═══ Material for this task ═══

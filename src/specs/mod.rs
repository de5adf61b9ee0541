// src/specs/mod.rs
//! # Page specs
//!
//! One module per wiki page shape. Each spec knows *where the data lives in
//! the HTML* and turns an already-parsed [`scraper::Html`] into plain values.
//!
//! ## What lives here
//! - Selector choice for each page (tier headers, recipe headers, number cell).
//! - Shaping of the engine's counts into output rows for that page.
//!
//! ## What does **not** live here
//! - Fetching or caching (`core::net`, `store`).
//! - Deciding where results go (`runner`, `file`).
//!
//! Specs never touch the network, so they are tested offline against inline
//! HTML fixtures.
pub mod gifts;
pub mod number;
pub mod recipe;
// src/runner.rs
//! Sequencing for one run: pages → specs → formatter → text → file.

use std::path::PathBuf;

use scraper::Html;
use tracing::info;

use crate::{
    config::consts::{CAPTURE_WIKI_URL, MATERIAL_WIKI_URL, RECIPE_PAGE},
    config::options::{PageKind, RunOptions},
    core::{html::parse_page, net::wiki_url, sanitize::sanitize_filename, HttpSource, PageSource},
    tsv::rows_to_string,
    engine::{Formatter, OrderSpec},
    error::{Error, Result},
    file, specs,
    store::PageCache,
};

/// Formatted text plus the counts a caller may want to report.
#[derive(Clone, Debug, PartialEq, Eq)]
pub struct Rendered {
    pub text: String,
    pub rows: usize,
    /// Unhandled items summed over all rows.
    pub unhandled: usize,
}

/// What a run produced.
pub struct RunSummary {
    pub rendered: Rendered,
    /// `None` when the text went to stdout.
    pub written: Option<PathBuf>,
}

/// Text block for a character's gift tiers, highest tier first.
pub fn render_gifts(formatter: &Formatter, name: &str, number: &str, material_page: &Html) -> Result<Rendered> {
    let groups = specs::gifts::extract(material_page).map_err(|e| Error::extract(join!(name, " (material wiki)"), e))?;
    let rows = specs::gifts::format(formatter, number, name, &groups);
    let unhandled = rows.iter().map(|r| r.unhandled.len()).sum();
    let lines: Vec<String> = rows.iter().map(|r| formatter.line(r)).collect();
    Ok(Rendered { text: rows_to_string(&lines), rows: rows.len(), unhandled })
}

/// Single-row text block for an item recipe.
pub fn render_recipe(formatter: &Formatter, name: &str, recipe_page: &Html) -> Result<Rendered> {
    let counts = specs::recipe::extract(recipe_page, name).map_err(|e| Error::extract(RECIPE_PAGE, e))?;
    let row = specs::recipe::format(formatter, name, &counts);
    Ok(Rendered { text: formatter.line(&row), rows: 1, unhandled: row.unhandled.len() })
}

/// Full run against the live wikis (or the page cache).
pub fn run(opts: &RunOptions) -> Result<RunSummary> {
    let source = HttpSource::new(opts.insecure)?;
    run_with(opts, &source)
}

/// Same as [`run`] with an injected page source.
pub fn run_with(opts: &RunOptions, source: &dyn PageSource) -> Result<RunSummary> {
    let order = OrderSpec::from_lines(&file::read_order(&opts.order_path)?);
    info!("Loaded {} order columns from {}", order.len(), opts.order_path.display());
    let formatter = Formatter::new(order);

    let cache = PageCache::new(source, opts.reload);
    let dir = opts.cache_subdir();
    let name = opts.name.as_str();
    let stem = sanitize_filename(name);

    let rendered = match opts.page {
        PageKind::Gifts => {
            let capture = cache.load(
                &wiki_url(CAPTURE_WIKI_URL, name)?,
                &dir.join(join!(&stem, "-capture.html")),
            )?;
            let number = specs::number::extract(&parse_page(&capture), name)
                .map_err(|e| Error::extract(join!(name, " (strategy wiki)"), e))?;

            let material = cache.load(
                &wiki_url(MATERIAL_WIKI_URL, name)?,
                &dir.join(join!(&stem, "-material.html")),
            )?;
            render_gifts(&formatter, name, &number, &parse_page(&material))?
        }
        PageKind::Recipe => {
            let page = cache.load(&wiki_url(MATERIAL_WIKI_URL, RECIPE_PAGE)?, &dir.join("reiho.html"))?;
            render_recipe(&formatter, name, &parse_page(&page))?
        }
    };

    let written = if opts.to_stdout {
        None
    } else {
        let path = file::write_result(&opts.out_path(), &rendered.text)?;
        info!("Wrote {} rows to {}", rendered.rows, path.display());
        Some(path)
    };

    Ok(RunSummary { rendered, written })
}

═══

* [What this task involves] Please retype all of the records, keeping each line exactly as it is.

* [Answer to the exercise]
filename src/specs/mod.rs
repository de5adf61b9ee0541
// src/specs/mod.rs
//! # Page specs
//!
//! One module per wiki page shape. Each spec knows *where the data lives in
//! the HTML* and turns an already-parsed [`scraper::Html`] into plain values.
//!
//! ## What lives here
//! - Selector choice for each page (tier headers, recipe headers, number cell).
//! - Shaping of the engine's counts into output rows for that page.
//!
//! ## What does **not** live here
//! - Fetching or caching (`core::net`, `store`).
//! - Deciding where results go (`runner`, `file`).
//!
//! Specs never touch the network, so they are tested offline against inline
//! HTML fixtures.
pub mod gifts;
pub mod number;
pub mod recipe;
// src/runner.rs
//! Sequencing for one run: pages → specs → formatter → text → file.

use std::path::PathBuf;

use scraper::Html;
use tracing::info;

use crate::{
    config::consts::{CAPTURE_WIKI_URL, MATERIAL_WIKI_URL, RECIPE_PAGE},
    config::options::{PageKind, RunOptions},
    core::{html::parse_page, net::wiki_url, sanitize::sanitize_filename, HttpSource, PageSource},
    tsv::rows_to_string,
    engine::{Formatter, OrderSpec},
    error::{Error, Result},
    file, specs,
    store::PageCache,
};

/// Formatted text plus the counts a caller may want to report.
#[derive(Clone, Debug, PartialEq, Eq)]
pub struct Rendered {
    pub text: String,
    pub rows: usize,
    /// Unhandled items summed over all rows.
    pub unhandled: usize,
}

/// What a run produced.
pub struct RunSummary {
    pub rendered: Rendered,
    /// `None` when the text went to stdout.
    pub written: Option<PathBuf>,
}

/// Text block for a character's gift tiers, highest tier first.
pub fn render_gifts(formatter: &Formatter, name: &str, number: &str, material_page: &Html) -> Result<Rendered> {
    let groups = specs::gifts::extract(material_page).map_err(|e| Error::extract(join!(name, " (material wiki)"), e))?;
    let rows = specs::gifts::format(formatter, number, name, &groups);
    let unhandled = rows.iter().map(|r| r.unhandled.len()).sum();
    let lines: Vec<String> = rows.iter().map(|r| formatter.line(r)).collect();
    Ok(Rendered { text: rows_to_string(&lines), rows: rows.len(), unhandled })
}

/// Single-row text block for an item recipe.
pub fn render_recipe(formatter: &Formatter, name: &str, recipe_page: &Html) -> Result<Rendered> {
    let counts = specs::recipe::extract(recipe_page, name).map_err(|e| Error::extract(RECIPE_PAGE, e))?;
    let row = specs::recipe::format(formatter, name, &counts);
    Ok(Rendered { text: formatter.line(&row), rows: 1, unhandled: row.unhandled.len() })
}

/// Full run against the live wikis (or the page cache).
pub fn run(opts: &RunOptions) -> Result<RunSummary> {
    let source = HttpSource::new(opts.insecure)?;
    run_with(opts, &source)
}

/// Same as [`run`] with an injected page source.
pub fn run_with(opts: &RunOptions, source: &dyn PageSource) -> Result<RunSummary> {
    let order = OrderSpec::from_lines(&file::read_order(&opts.order_path)?);
    info!("Loaded {} order columns from {}", order.len(), opts.order_path.display());
    let formatter = Formatter::new(order);

    let cache = PageCache::new(source, opts.reload);
    let dir = opts.cache_subdir();
    let name = opts.name.as_str();
    let stem = sanitize_filename(name);

    let rendered = match opts.page {
        PageKind::Gifts => {
            let capture = cache.load(
                &wiki_url(CAPTURE_WIKI_URL, name)?,
                &dir.join(join!(&stem, "-capture.html")),
            )?;
            let number = specs::number::extract(&parse_page(&capture), name)
                .map_err(|e| Error::extract(join!(name, " (strategy wiki)"), e))?;

            let material = cache.load(
                &wiki_url(MATERIAL_WIKI_URL, name)?,
                &dir.join(join!(&stem, "-material.html")),
            )?;
            render_gifts(&formatter, name, &number, &parse_page(&material))?
        }
        PageKind::Recipe => {
            let page = cache.load(&wiki_url(MATERIAL_WIKI_URL, RECIPE_PAGE)?, &dir.join("reiho.html"))?;
            render_recipe(&formatter, name, &parse_page(&page))?
        }
    };

    let written = if opts.to_stdout {
        None
    } else {
        let path = file::write_result(&opts.out_path(), &rendered.text)?;
        info!("Wrote {} rows to {}", rendered.rows, path.display());
        Some(path)
    };

    Ok(RunSummary { rendered, written })
}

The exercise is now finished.